On 6/23/20, Neal Cardwell <ncardwell@...gle.com> wrote:
> On Tue, Jun 23, 2020 at 10:54 AM Denis Kirjanov <kda@...ux-powerpc.org>
> wrote:
>>
>> there is a problem with the CWR flag set in an incoming ACK segment
>> and it leads to the situation when the ECE flag is latched forever
>>
>> the following packetdrill script shows what happens:
>>
>> // Stack receives incoming segments with CE set
>> +0.1 <[ect0]  . 11001:12001(1000) ack 1001 win 65535
>> +0.0 <[ce]    . 12001:13001(1000) ack 1001 win 65535
>> +0.0 <[ect0] P. 13001:14001(1000) ack 1001 win 65535
>>
>> // Stack repsonds with ECN ECHO
>> +0.0 >[noecn]  . 1001:1001(0) ack 12001
>> +0.0 >[noecn] E. 1001:1001(0) ack 13001
>> +0.0 >[noecn] E. 1001:1001(0) ack 14001
>>
>> // Write a packet
>> +0.1 write(3, ..., 1000) = 1000
>> +0.0 >[ect0] PE. 1001:2001(1000) ack 14001
>>
>> // Pure ACK received
>> +0.01 <[noecn] W. 14001:14001(0) ack 2001 win 65535
>>
>> // Since CWR was sent, this packet should NOT have ECE set
>>
>> +0.1 write(3, ..., 1000) = 1000
>> +0.0 >[ect0]  P. 2001:3001(1000) ack 14001
>> // but Linux will still keep ECE latched here, with packetdrill
>> // flagging a missing ECE flag, expecting
>> // >[ect0] PE. 2001:3001(1000) ack 14001
>> // in the script
>>
>> In the situation above we will continue to send ECN ECHO packets
>> and trigger the peer to reduce the congestion window.
>>
>> Signed-off-by: Denis Kirjanov <denis.kirjanov@...e.com>
>> ---
>>  net/ipv4/tcp_input.c | 9 ++++++---
>>  1 file changed, 6 insertions(+), 3 deletions(-)
>>
>> diff --git a/net/ipv4/tcp_input.c b/net/ipv4/tcp_input.c
>> index 12fda8f27b08..e00b88c8598d 100644
>> --- a/net/ipv4/tcp_input.c
>> +++ b/net/ipv4/tcp_input.c
>> @@ -3696,8 +3696,13 @@ static int tcp_ack(struct sock *sk, const struct
>> sk_buff *skb, int flag)
>>                                       &rexmit);
>>         }
>>
>> -       if ((flag & FLAG_FORWARD_PROGRESS) || !(flag & FLAG_NOT_DUP))
>> +       if ((flag & FLAG_FORWARD_PROGRESS) || !(flag & FLAG_NOT_DUP)) {
>> +               /* If we miss the CWR flag then ECE will be
>> +                * latched forever.
>> +                */
>> +               tcp_ecn_accept_cwr(sk, skb);
>>                 sk_dst_confirm(sk);
>> +       }
>>
>>         delivered = tcp_newly_delivered(sk, delivered, flag);
>>         lost = tp->lost - lost;                 /* freshly marked lost */
>> @@ -4800,8 +4805,6 @@ static void tcp_data_queue(struct sock *sk, struct
>> sk_buff *skb)
>>         skb_dst_drop(skb);
>>         __skb_pull(skb, tcp_hdr(skb)->doff * 4);
>>
>> -       tcp_ecn_accept_cwr(sk, skb);
>> -
>>         tp->rx_opt.dsack = 0;
>>
>>         /*  Queue data for delivery to the user.
>> --
>> 2.27.0
>>
>
> Hi Denis -
>
> Thanks for this patch!

Hi Neal,

> A few thoughts:
>
> (1) Richard Scheffenegger (cc-ed) raised this issue in January.
>   IMHO The Linux TCP code is RFC-compliant here.
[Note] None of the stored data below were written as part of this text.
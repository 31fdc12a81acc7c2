//! Client cache configuration

use std::path::PathBuf;
use std::sync::Arc;
use std::time::Duration;

use reqwest::Method;

use crate::error::ClientCacheError;
use crate::key::{default_cache_key, default_dedupe_key};
use crate::request::RequestDescriptor;

/// Key derivation override.
pub type KeyFn = Arc<dyn Fn(&RequestDescriptor) -> String + Send + Sync>;

/// Predicate returning `true` when a request should skip caching or
/// deduplication.
pub type SkipPredicate = Arc<dyn Fn(&RequestDescriptor) -> bool + Send + Sync>;

/// Which storage backend holds cached responses.
#[derive(Debug, Clone, PartialEq, Eq)]
pub enum StorageKind {
    /// Volatile process memory (default).
    Memory,
    /// Bounded in-process storage cleared when the session ends.
    Session { max_entries: usize },
    /// Disk-backed storage that survives restarts, with a byte quota.
    Persistent { dir: PathBuf, max_bytes: u64 },
}

/// Configuration for a [`crate::client::CachedClient`].
///
/// Every field has a default; overrides are applied builder-style and the
/// whole struct is validated once at construction of the client.
#[derive(Clone)]
pub struct CacheConfig {
    /// Time-to-live for cached responses.
    pub ttl: Duration,
    pub storage: StorageKind,
    /// Namespace prefix for cache keys in shared storage scopes.
    pub key_prefix: String,
    pub cache_key_fn: Option<KeyFn>,
    pub dedupe_key_fn: Option<KeyFn>,
    /// Default: skip caching for non-GET requests.
    pub skip_cache: Option<SkipPredicate>,
    /// Default: skip deduplication for non-GET/HEAD requests.
    pub skip_dedupe: Option<SkipPredicate>,
}

impl Default for CacheConfig {
    fn default() -> Self {
        Self {
            ttl: Duration::from_secs(300),
            storage: StorageKind::Memory,
            key_prefix: "api_cache".to_string(),
            cache_key_fn: None,
            dedupe_key_fn: None,
            skip_cache: None,
            skip_dedupe: None,
        }
    }
}

impl CacheConfig {
    pub fn new() -> Self {
        Self::default()
    }

    pub fn with_ttl(mut self, ttl: Duration) -> Self {
        self.ttl = ttl;
        self
    }

    pub fn with_storage(mut self, storage: StorageKind) -> Self {
        self.storage = storage;
        self
    }

    pub fn with_key_prefix(mut self, prefix: impl Into<String>) -> Self {
        self.key_prefix = prefix.into();
        self
    }

    pub fn with_cache_key_fn(
        mut self,
        f: impl Fn(&RequestDescriptor) -> String + Send + Sync + 'static,
    ) -> Self {
        self.cache_key_fn = Some(Arc::new(f));
        self
    }

    pub fn with_dedupe_key_fn(
        mut self,
        f: impl Fn(&RequestDescriptor) -> String + Send + Sync + 'static,
    ) -> Self {
        self.dedupe_key_fn = Some(Arc::new(f));
        self
    }

    pub fn with_skip_cache(
        mut self,
        f: impl Fn(&RequestDescriptor) -> bool + Send + Sync + 'static,
    ) -> Self {
        self.skip_cache = Some(Arc::new(f));
        self
    }

    pub fn with_skip_dedupe(
        mut self,
        f: impl Fn(&RequestDescriptor) -> bool + Send + Sync + 'static,
    ) -> Self {
        self.skip_dedupe = Some(Arc::new(f));
        self
    }

    pub(crate) fn validate(&self) -> Result<(), ClientCacheError> {
        if self.ttl.is_zero() {
            return Err(ClientCacheError::configuration("ttl must be non-zero"));
        }
        if self.key_prefix.is_empty() {
            return Err(ClientCacheError::configuration("key prefix must not be empty"));
        }
        match &self.storage {
            StorageKind::Session { max_entries: 0 } => Err(ClientCacheError::configuration(
                "session storage capacity must be non-zero",
            )),
            StorageKind::Persistent { max_bytes: 0, .. } => Err(ClientCacheError::configuration(
                "persistent storage quota must be non-zero",
            )),
            _ => Ok(()),
        }
    }
}

impl std::fmt::Debug for CacheConfig {
    fn fmt(&self, f: &mut std::fmt::Formatter<'_>) -> std::fmt::Result {
        f.debug_struct("CacheConfig")
            .field("ttl", &self.ttl)
            .field("storage", &self.storage)
            .field("key_prefix", &self.key_prefix)
            .field("cache_key_fn", &self.cache_key_fn.as_ref().map(|_| "custom"))
            .field("dedupe_key_fn", &self.dedupe_key_fn.as_ref().map(|_| "custom"))
            .field("skip_cache", &self.skip_cache.as_ref().map(|_| "custom"))
            .field("skip_dedupe", &self.skip_dedupe.as_ref().map(|_| "custom"))
            .finish()
    }
}

/// Config resolved against its defaults, consumed by the interceptors.
#[derive(Clone)]
pub(crate) struct RequestPolicy {
    pub ttl: Duration,
    pub cache_key_fn: KeyFn,
    pub dedupe_key_fn: KeyFn,
    pub skip_cache: SkipPredicate,
    pub skip_dedupe: SkipPredicate,
}

impl RequestPolicy {
    pub(crate) fn from_config(config: &CacheConfig) -> Self {
        Self {
            ttl: config.ttl,
            cache_key_fn: config
                .cache_key_fn
                .clone()
                .unwrap_or_else(|| Arc::new(default_cache_key)),
            dedupe_key_fn: config
                .dedupe_key_fn
                .clone()
                .unwrap_or_else(|| Arc::new(default_dedupe_key)),
            skip_cache: config
                .skip_cache
                .clone()
                .unwrap_or_else(|| Arc::new(|d: &RequestDescriptor| d.method != Method::GET)),
            skip_dedupe: config.skip_dedupe.clone().unwrap_or_else(|| {
                Arc::new(|d: &RequestDescriptor| {
                    d.method != Method::GET && d.method != Method::HEAD
                })
            }),
        }
    }
}

impl std::fmt::Debug for RequestPolicy {
    fn fmt(&self, f: &mut std::fmt::Formatter<'_>) -> std::fmt::Result {
        f.debug_struct("RequestPolicy").field("ttl", &self.ttl).finish_non_exhaustive()
    }
}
If you have a
>   sender that is sending CWR on pure ACKs, then that sender is
>   violating RFC3168, which specifies that CWR should only sent on
>   data segments, so that the sender can be sure that there is a
>   cwnd reduction even if a packet with CWR set is lost:
>
>   RFC3168 says:
>
> """
> When an ECN-Capable TCP sender reduces its congestion window for
> any reason (because of a retransmit timeout, a Fast Retransmit,
> or in response to an ECN Notification), the TCP sender sets the
> CWR flag in the TCP header of the first new data packet sent
> after the window reduction.  If that data packet is dropped in
> the network, then the
> ...
> sending TCP will have to reduce the congestion window again and
> retransmit the dropped packet.
>
> We ensure that the "Congestion Window Reduced" information is
> reliably delivered to the TCP receiver.  This comes about from
> the fact that if the new data packet carrying the CWR flag is
> dropped, then the TCP sender will have to again reduce its
> congestion window, and send another new data packet with the CWR
> flag set.  Thus, the CWR bit in the TCP header SHOULD NOT be set
> on retransmitted packets.
>
> When the TCP data sender is ready to set the CWR bit after
> reducing the congestion window, it SHOULD set the CWR bit only on
> the first new data packet that it transmits.
> """
>
> (2) Even given (1), I would agree with Richard's point that TCP
>    receivers should accept CWR on pure ACKs, per the rationale of
>    Postel's robustness principle ("Be liberal in what you accept,
>    and conservative in what you send.")  Here we should be
>    liberal and accept the CWR in the pure ACK, particularly
>    because we know that at least one class of widely-deployed TCP
>    stacks (*BSD stacks) do this.
>
> (3) Given (2), I don't think this is the proper place to accept a
>    CWR.  That point in the code is not reached by a connection
>    that is only currently receiving data, because of the lines
>    above that say:
>
> if (!prior_packets)
> goto no_queue;

Right, here we don't loose a segment

>
>    Accepting CWR is something a data receiver does (to respond to
>    a data sender that is signalling that it has slowed down).  So
>    even though I agree we should make the code more
>    liberal/robust in acepting CWR on pure ACK, I don't think this
>    is the right spot to insert the code.
>
> (4) I would say this is an interoperability bug fix, so this
>    should be explicitly targetd to the "net" branch.
Sure

>
> (5) If you are able and have time, it would be nice to post the
>    full packetdrill script, either in the commit message, or as a
>    pull request to the packetdrill github project, so that the
>    Linux community may benefit from the full test case.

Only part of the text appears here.